• [What is expected]: Type out the entries again, keeping every word unchanged.

• [Data provided]:
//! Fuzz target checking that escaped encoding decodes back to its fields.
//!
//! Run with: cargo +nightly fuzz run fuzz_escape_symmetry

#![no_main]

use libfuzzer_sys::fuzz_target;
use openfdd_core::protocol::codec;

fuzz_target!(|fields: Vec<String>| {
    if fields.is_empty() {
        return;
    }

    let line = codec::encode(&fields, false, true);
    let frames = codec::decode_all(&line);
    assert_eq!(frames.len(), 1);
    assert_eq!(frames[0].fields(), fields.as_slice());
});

• [Reply]:
//! Fuzz target checking that escaped encoding decodes back to its fields.
//!
//! Run with: cargo +nightly fuzz run fuzz_escape_symmetry

#![no_main]

use libfuzzer_sys::fuzz_target;
use openfdd_core::protocol::codec;

fuzz_target!(|fields: Vec<String>| {
    if fields.is_empty() {
        return;
    }

    let line = codec::encode(&fields, false, true);
    let frames = codec::decode_all(&line);
    assert_eq!(frames.len(), 1);
    assert_eq!(frames[0].fields(), fields.as_slice());
});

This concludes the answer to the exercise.